What you will do:
Return, from the data that follows, each line that holds the word "CompletionRequest".

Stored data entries
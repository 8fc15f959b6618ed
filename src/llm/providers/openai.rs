use crate::config::LlmConfig;
use crate::llm::models::ChatMessage;
use crate::llm::{ChatCompletion, LlmError};
use async_trait::async_trait;
use serde::{Deserialize, Serialize};
use tracing::debug;

const DEFAULT_API_URL: &str = "https://api.openai.com/v1/chat/completions";

/// OpenAI-compatible chat-completion endpoint.
pub struct OpenAiProvider {
    client: reqwest::Client,
    api_url: String,
    api_key: String,
    model: String,
}

#[derive(Serialize)]
struct CompletionRequest<'a> {
    model: &'a str,
    messages: &'a [ChatMessage],
}

#[derive(Deserialize)]
struct CompletionResponse {
    choices: Vec<Choice>,
}

#[derive(Deserialize)]
struct Choice {
    message: ResponseMessage,
}

#[derive(Deserialize)]
struct ResponseMessage {
    #[serde(default)]
    content: String,
}

#[derive(Deserialize)]
struct ApiErrorBody {
    error: ApiError,
}

#[derive(Deserialize)]
struct ApiError {
    message: String,
}

impl OpenAiProvider {
    pub fn new(config: &LlmConfig) -> Result<Self, LlmError> {
        let api_key = config.api_key.clone().ok_or_else(|| {
            LlmError::ConfigError("API key is required for the openai backend".to_string())
        })?;

        let api_url = config
            .api_url
            .clone()
            .unwrap_or_else(|| DEFAULT_API_URL.to_string());

        // No timeout: the transport defaults apply
        let client = reqwest::Client::builder()
            .build()
            .map_err(|e| LlmError::ConnectionError(e.to_string()))?;

        Ok(Self {
            client,
            api_url,
            api_key,
            model: config.model.clone(),
        })
    }
}

/// Pulls the provider's message out of an error body, falling back to the raw text.
fn error_detail<E: std::fmt::Display>(body: Result<String, E>) -> String {
    match body {
        Ok(body) => match serde_json::from_str::<ApiErrorBody>(&body) {
            Ok(parsed) => parsed.error.message,
            Err(_) => body,
        },
        Err(e) => format!("failed to read response body: {}", e),
    }
}

#[async_trait]
impl ChatCompletion for OpenAiProvider {
    async fn complete(&self, messages: &[ChatMessage]) -> Result<String, LlmError> {
        let request = CompletionRequest {
            model: &self.model,
            messages,
        };

        debug!("Sending chat completion to {} with model {}", self.api_url, self.model);

        let response = self
            .client
            .post(&self.api_url)
            .bearer_auth(&self.api_key)
            .json(&request)
            .send()
            .await
            .map_err(|e| LlmError::ConnectionError(e.to_string()))?;

        let status = response.status();
        if !status.is_success() {
            let detail = error_detail(response.text().await);
            return Err(LlmError::ResponseError(format!(
                "API responded with status code {}: {}",
                status, detail
            )));
        }

        let completion: CompletionResponse = response
            .json()
            .await
            .map_err(|e| LlmError::ResponseError(e.to_string()))?;

        completion
            .choices
            .into_iter()
            .next()
            .map(|choice| choice.message.content)
            .ok_or_else(|| LlmError::ResponseError("No choices in response".to_string()))
    }
}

Completed exercise:
struct CompletionRequest<'a> {
        let request = CompletionRequest {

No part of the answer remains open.